Drawing on Experiences for the Emotional Arc
>> Saturday, 15 January 2011 –
emotional arc,
Word Nerds
The Golden Rules
- If you lift it straight from life, it needs to go into an autobiography, a biography, or another non-fiction book. Fiction is fictional. Don't let your imagination rust up by copying and pasting the lives of your nearest and dearest into your novels.
- If you ignore '1' your friends and family will never speak to you again.
- You CAN lift the EMOTION out of your life, but a better way to do it is to start with the fictional world you are constructing and, from within the character's psychological mindset, sink into those experiences you have had that resonate with the character's own.
- This will hurt (if the emotions are painful).
- Make sure the pain you're feeling is the character's and not your own. If it is your own, leave the room and have a piece of cake. Have a whole cake if you need to. Literature is more important than your waistline. The pen is mightier than the pin-up, and so on, and so forth. This is important stuff.
- Take time away from the scene.
- Go back to it when you can read it in a readerly, rather than writerly way. If, when you read it as a reader, you still cry for the character, you've got it right. If you cry for yourself, get therapy. Whatever the problem, it's not worth ruining a book over it.
- You can graph the plot and emotional arcs if you desperately want to, but an easier way to test them is just to read your book. Give it time to cool. Then read.

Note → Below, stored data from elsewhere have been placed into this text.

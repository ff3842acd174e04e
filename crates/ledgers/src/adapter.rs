//! The uniform ledger capability the coordinator drives.
//!
//! Every supported ledger type implements [`LedgerAdapter`]. Adapters are
//! stateless facades: the authoritative state lives on the external ledger.
//!
//! ## Outcome contract
//!
//! - `Ok(..)` is a durable fact on the ledger. Callers must never blindly
//!   re-issue a call that succeeded (a replayed mint mints twice).
//! - Every `Err(..)` except [`AdapterError::Indeterminate`] means the ledger
//!   state was not changed by the call.
//! - `Indeterminate` is reserved for submissions whose outcome could not be
//!   established (e.g. the connection dropped after the transaction was sent).

use async_trait::async_trait;
use chrono::{DateTime, Utc};
use serde::{Deserialize, Serialize};
use thiserror::Error;

use mtp_core::{Amount, Credentials, LocalAccountId, LocalTxId};

/// Broad family of a ledger backend.
#[derive(Debug, Copy, Clone, PartialEq, Eq, Hash, Serialize, Deserialize)]
#[serde(rename_all = "snake_case")]
pub enum LedgerKind {
    /// Account/balance ledger with native consensus (e.g. Iroha).
    AccountBased,
    /// Confidential-asset UTXO ledger (e.g. Elements).
    Utxo,
}

/// Ledger-native reference to the asset being minted or moved.
#[derive(Debug, Clone, PartialEq, Eq, Hash, Serialize, Deserialize)]
#[serde(transparent)]
pub struct AssetRef(String);

impl AssetRef {
    pub fn new(asset: impl Into<String>) -> Self {
        Self(asset.into())
    }

    pub fn as_str(&self) -> &str {
        &self.0
    }
}

impl core::fmt::Display for AssetRef {
    fn fmt(&self, f: &mut core::fmt::Formatter<'_>) -> core::fmt::Result {
        f.write_str(&self.0)
    }
}

/// A freshly provisioned ledger account.
#[derive(Debug, Clone, PartialEq, Eq)]
pub struct ProvisionedAccount {
    pub local_account_id: LocalAccountId,
    pub credentials: Credentials,
}

/// Proof that a mint/transfer is committed on the ledger.
#[derive(Debug, Clone, PartialEq, Eq, Serialize, Deserialize)]
pub struct LedgerReceipt {
    pub local_tx_id: LocalTxId,
    pub timestamp: DateTime<Utc>,
}

#[derive(Debug, Clone, Error, PartialEq, Eq)]
pub enum AdapterError {
    /// The account is already present on the ledger (non-fatal for callers).
    #[error("account already exists on ledger: {local_account_id}")]
    AlreadyExists { local_account_id: LocalAccountId },

    #[error("insufficient supply: {0}")]
    InsufficientSupply(String),

    #[error("insufficient funds: {0}")]
    InsufficientFunds(String),

    /// The ledger rejected the operation; nothing was committed.
    #[error("ledger aborted operation: {0}")]
    Aborted(String),

    /// The ledger could not be reached; nothing was submitted.
    #[error("ledger unavailable: {0}")]
    Unavailable(String),

    #[error("not found on ledger: {0}")]
    NotFound(String),

    /// The request was malformed for this ledger and never submitted.
    #[error("invalid request: {0}")]
    Invalid(String),

    /// Submitted, but the outcome could not be determined.
    #[error("ledger outcome unknown: {0}")]
    Indeterminate(String),
}

impl AdapterError {
    /// Whether the ledger may hold an effect of the failed call.
    pub fn may_have_committed(&self) -> bool {
        matches!(self, AdapterError::Indeterminate(_))
    }
}

/// Errors raised by the transports adapters talk through (RPC, gRPC, ...).
#[derive(Debug, Clone, Error, PartialEq, Eq)]
pub enum TransportError {
    #[error("node unreachable: {0}")]
    Unreachable(String),

    #[error("request timed out: {0}")]
    Timeout(String),

    /// Error returned by the node itself (JSON-RPC style code + message).
    #[error("rpc error {code}: {message}")]
    Rpc { code: i64, message: String },

    #[error("protocol error: {0}")]
    Protocol(String),
}

impl TransportError {
    pub fn rpc(code: i64, message: impl Into<String>) -> Self {
        Self::Rpc {
            code,
            message: message.into(),
        }
    }
}

/// Map a transport failure that happened before anything was submitted.
pub(crate) fn before_submission(err: TransportError) -> AdapterError {
    match err {
        TransportError::Rpc { code, message } => AdapterError::Aborted(format!("rpc {code}: {message}")),
        other => AdapterError::Unavailable(other.to_string()),
    }
}

/// Uniform capability over one ledger type.
#[async_trait]
pub trait LedgerAdapter: Send + Sync {
    fn kind(&self) -> LedgerKind;

    /// Asset minted when the caller does not name one.
    fn default_asset(&self) -> AssetRef;

    /// Provision an account for `display_name`.
    ///
    /// Checks the ledger first and returns [`AdapterError::AlreadyExists`]
    /// carrying the existing local id instead of creating a duplicate.
    async fn create_account(&self, display_name: &str) -> Result<ProvisionedAccount, AdapterError>;

    /// Mint `amount` of `asset` into `dest`.
    ///
    /// Any supply-increase step the ledger needs happens inside this call; on
    /// success the funds are irrevocably at `dest`.
    async fn mint(
        &self,
        dest: &LocalAccountId,
        amount: Amount,
        asset: &AssetRef,
    ) -> Result<LedgerReceipt, AdapterError>;

    async fn transfer(
        &self,
        from: &LocalAccountId,
        to: &LocalAccountId,
        amount: Amount,
        memo: &str,
    ) -> Result<LedgerReceipt, AdapterError>;

    /// Ledger-side balance of the default asset.
    async fn query_balance(&self, account: &LocalAccountId) -> Result<Amount, AdapterError>;
}

#[cfg(test)]
mod tests {
    use super::*;

    #[test]
    fn only_indeterminate_errors_may_have_committed() {
        assert!(AdapterError::Indeterminate("x".into()).may_have_committed());
        assert!(!AdapterError::Unavailable("x".into()).may_have_committed());
        assert!(!AdapterError::Aborted("x".into()).may_have_committed());
    }

    #[test]
    fn rpc_errors_before_submission_are_aborts() {
        assert!(matches!(
            before_submission(TransportError::rpc(-18, "wallet not found")),
            AdapterError::Aborted(_)
        ));
        assert!(matches!(
            before_submission(TransportError::Timeout("5s".into())),
            AdapterError::Unavailable(_)
        ));
    }
}
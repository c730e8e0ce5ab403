//! Astrolit Classifier
//!
//! Assigns each citing/cited paper pair one of six relationship categories.
//!
//! # Overview
//!
//! Two classifiers sit behind one orchestrator. The pattern classifier scores
//! the citing abstract against fixed regular-expression lists and never fails.
//! The model classifier asks a completion service and parses its JSON answer.
//! The orchestrator picks one per pair according to [`ClassifierMode`]:
//!
//! - `Model`: try the model, fall back to patterns when it is unavailable
//! - `Pattern`: patterns only, no network traffic
//! - `ModelOnly`: model or error
//!
//! # Architecture
//!
//! ```text
//! Paper pair → CitationClassifier ─┬→ ModelClassifier → parser → Classification
//!                                  └→ PatternClassifier ───────→ Classification
//! ```
//!
//! # Example Usage
//!
//! ```
//! use astrolit_classifier::{CitationClassifier, ClassifierConfig, ClassificationRequest};
//! use astrolit_domain::Category;
//! use astrolit_llm::MockProvider;
//!
//! let classifier = CitationClassifier::<MockProvider>::new(ClassifierConfig::offline(), None);
//!
//! let request = ClassificationRequest {
//!     citing_abstract: Some("We rule out the planet at 5 sigma.".to_string()),
//!     ..Default::default()
//! };
//!
//! let result = classifier.classify(&request).unwrap();
//! assert_eq!(result.category, Category::Refuting);
//! ```

#![warn(missing_docs)]

mod batch;
mod config;
mod error;
mod model;
mod orchestrator;
mod parser;
mod pattern;
mod prompt;
mod types;

#[cfg(test)]
mod tests;

pub use batch::{summarize_batch, BatchEntry, CategoryChange, ReclassifyReport, Reclassifier};
pub use config::{
    ClassifierConfig, ClassifierMode, ENV_API_KEY, ENV_BASE_URL, ENV_CLASSIFIER, ENV_MODEL,
};
pub use error::ClassifierError;
pub use model::ModelClassifier;
pub use orchestrator::{CitationClassifier, FALLBACK_MARKER, NO_ABSTRACT_REASONING, PATTERN_MARKER};
pub use parser::{
    parse_model_response, ParsedResponse, COERCED_CONFIDENCE, DEFAULT_MODEL_CONFIDENCE,
    MAX_MODEL_CONFIDENCE,
};
pub use pattern::{topic_overlap, PatternClassifier, PatternVerdict, MAX_PATTERN_CONFIDENCE};
pub use prompt::PromptBuilder;
pub use types::{Classification, ClassificationMethod, ClassificationRequest, ModelOutcome};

Any other tips you can share, word nerds? Leave them in the comments section.
Rebecca,
What you mention makes perfect sense. Some of the posts I've don have been inspired by events and people's reactions. Yet I have learned to step back from it and share the message, not the event. This provides a great catalyst and way to see it from a different perspective. It usually ends up with a totally different slant than I started anyway. LOL
Val :)
Thanks Val. That's a great way to put it.
Interesting... A lot of my characters' pain comes from my own life. I tried to be as honest as I could when creating her situation. I'm not sure if that is good or bad, but as I read it, I don't think about me at all. I feel for her.
Now that I think about it, most of my characters are part of me.